[Task objective]
If a line in the entries contains the word "server", list it.

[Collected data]
· · · · ·
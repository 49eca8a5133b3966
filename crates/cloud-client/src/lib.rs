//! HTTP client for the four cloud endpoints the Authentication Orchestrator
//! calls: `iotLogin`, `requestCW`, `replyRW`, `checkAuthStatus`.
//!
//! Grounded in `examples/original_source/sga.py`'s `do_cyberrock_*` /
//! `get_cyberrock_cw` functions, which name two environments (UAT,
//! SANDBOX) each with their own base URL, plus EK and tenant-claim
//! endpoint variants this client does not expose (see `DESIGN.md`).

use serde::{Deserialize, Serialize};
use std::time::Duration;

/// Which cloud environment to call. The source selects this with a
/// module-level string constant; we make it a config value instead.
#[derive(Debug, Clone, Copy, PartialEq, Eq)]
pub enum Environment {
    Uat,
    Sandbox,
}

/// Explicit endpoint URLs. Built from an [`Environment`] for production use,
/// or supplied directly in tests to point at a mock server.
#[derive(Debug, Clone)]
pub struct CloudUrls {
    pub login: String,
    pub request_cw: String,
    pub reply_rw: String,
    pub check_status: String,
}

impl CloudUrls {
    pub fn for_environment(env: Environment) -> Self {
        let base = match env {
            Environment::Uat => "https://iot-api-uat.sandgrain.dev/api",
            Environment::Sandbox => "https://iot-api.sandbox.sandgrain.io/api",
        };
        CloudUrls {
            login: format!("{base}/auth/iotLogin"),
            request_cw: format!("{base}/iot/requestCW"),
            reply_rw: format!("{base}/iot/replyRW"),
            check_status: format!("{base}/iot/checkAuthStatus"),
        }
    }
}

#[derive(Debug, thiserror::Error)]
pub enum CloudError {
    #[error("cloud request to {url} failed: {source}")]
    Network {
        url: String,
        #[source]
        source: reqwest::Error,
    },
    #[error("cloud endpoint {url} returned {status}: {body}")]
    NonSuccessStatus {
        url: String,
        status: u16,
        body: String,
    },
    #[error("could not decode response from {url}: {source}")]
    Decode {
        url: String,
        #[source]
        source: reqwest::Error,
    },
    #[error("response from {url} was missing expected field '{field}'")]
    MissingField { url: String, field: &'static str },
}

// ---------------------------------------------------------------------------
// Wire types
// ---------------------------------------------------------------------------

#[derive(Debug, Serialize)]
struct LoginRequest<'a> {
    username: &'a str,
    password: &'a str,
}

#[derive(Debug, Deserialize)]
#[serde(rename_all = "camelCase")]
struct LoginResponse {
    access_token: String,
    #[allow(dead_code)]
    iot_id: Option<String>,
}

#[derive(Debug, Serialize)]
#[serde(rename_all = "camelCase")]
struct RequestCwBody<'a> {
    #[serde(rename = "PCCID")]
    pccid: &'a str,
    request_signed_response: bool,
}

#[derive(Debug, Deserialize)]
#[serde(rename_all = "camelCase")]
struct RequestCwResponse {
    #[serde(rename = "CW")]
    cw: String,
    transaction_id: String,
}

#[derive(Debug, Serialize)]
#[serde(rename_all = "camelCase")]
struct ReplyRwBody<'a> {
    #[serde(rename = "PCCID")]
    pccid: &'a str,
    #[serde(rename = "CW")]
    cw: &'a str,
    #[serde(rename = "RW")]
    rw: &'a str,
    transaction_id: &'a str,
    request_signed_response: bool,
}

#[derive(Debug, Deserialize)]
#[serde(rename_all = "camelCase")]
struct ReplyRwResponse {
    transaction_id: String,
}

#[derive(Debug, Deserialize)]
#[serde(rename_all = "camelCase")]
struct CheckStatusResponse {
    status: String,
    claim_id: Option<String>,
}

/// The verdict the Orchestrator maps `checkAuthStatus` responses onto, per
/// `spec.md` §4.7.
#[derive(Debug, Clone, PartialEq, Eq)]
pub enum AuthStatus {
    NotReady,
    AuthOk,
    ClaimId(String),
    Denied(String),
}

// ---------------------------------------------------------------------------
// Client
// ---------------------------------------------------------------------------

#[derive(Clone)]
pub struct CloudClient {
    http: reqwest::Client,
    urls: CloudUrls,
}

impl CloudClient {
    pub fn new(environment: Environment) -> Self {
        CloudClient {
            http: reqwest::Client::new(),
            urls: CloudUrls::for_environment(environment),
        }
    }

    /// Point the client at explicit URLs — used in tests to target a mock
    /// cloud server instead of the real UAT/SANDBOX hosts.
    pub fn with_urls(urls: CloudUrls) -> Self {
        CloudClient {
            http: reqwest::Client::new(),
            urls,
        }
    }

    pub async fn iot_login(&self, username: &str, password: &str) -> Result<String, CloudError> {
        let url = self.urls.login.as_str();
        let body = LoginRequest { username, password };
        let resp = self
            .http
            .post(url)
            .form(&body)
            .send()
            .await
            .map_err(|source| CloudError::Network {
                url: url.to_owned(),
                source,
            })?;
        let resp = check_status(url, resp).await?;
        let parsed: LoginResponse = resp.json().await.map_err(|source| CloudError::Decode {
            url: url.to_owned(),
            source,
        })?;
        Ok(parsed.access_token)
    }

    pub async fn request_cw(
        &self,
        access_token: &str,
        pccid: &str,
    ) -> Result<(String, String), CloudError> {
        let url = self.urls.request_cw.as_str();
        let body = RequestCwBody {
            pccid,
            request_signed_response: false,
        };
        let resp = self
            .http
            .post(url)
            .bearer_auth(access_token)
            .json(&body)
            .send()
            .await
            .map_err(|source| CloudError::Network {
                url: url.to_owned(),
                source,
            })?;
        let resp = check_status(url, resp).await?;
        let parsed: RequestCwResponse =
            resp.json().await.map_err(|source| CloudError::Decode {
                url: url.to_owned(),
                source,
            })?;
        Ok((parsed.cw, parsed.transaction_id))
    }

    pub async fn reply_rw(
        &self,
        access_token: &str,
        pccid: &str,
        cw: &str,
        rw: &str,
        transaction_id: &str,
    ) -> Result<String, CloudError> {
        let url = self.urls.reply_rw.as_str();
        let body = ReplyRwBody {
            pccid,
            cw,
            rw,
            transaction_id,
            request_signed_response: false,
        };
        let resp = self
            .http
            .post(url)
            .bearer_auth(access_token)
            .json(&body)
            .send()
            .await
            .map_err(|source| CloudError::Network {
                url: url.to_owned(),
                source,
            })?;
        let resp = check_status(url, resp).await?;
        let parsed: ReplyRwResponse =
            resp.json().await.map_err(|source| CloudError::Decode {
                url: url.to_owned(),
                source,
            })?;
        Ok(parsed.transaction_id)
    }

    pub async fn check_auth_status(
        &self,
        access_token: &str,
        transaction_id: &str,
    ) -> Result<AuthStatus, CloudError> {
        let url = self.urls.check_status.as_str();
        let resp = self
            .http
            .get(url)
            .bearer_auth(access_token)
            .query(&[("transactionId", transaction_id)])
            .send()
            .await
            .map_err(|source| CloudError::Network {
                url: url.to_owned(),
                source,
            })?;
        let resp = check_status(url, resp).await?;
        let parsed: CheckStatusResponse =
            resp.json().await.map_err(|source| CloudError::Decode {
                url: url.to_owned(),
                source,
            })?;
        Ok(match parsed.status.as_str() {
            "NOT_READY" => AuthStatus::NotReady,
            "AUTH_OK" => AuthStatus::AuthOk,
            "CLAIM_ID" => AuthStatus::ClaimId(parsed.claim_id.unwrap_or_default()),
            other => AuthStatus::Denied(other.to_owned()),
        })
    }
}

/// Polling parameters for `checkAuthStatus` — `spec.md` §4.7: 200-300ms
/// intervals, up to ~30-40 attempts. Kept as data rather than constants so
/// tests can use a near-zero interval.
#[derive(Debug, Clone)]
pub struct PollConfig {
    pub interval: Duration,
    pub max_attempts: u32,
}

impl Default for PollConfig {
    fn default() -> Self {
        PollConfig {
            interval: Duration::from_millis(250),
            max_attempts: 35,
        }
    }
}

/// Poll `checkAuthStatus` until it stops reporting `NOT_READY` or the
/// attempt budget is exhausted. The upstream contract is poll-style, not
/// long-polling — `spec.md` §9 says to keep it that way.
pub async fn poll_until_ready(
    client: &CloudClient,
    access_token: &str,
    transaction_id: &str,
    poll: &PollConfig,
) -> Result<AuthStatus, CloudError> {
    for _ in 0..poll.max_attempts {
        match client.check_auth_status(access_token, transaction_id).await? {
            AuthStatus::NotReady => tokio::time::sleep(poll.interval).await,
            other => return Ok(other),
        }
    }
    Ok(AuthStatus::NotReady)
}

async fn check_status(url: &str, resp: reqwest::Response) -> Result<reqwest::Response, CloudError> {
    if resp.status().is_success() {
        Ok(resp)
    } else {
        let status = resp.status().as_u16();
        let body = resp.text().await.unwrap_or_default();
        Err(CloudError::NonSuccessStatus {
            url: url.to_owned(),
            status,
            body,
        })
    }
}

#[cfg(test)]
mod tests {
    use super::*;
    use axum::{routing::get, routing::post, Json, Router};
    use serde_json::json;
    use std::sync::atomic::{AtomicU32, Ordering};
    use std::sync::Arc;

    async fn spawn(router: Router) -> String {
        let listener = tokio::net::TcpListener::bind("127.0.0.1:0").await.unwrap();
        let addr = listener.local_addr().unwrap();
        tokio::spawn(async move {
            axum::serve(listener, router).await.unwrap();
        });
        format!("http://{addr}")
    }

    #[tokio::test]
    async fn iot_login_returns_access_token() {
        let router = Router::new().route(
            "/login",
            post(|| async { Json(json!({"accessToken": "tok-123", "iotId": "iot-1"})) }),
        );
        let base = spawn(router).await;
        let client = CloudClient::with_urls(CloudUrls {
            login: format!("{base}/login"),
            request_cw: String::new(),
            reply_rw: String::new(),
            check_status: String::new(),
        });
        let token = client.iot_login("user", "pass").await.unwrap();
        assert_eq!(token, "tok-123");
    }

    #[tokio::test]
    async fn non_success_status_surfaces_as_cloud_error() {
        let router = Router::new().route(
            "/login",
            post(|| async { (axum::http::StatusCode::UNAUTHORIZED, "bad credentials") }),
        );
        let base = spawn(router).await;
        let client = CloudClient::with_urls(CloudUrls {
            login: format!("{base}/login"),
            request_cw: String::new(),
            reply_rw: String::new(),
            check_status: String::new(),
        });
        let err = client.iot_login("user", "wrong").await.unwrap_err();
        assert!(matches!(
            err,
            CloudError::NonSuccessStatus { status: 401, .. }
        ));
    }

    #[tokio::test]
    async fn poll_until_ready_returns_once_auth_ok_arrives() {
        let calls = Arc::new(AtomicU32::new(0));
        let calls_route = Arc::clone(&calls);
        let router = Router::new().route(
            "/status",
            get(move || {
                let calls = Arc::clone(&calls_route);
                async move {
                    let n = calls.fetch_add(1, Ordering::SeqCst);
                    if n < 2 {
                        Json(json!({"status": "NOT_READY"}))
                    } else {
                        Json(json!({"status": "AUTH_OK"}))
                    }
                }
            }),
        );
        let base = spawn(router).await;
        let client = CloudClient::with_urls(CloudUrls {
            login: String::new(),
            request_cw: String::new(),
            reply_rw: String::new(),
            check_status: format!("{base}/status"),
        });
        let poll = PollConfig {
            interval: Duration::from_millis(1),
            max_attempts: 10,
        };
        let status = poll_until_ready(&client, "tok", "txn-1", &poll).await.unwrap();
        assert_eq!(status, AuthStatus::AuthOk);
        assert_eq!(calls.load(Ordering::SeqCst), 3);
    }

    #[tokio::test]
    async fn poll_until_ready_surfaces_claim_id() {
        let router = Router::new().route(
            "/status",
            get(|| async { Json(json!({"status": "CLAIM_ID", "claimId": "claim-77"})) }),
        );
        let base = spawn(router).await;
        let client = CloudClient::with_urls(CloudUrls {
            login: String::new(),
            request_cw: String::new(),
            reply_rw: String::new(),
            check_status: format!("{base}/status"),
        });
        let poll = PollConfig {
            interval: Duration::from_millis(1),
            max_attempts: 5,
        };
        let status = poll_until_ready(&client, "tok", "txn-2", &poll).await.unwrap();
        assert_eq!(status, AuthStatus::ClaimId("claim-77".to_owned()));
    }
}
· · · · ·
[Response for this exercise]
/// or supplied directly in tests to point at a mock server.
    /// cloud server instead of the real UAT/SANDBOX hosts.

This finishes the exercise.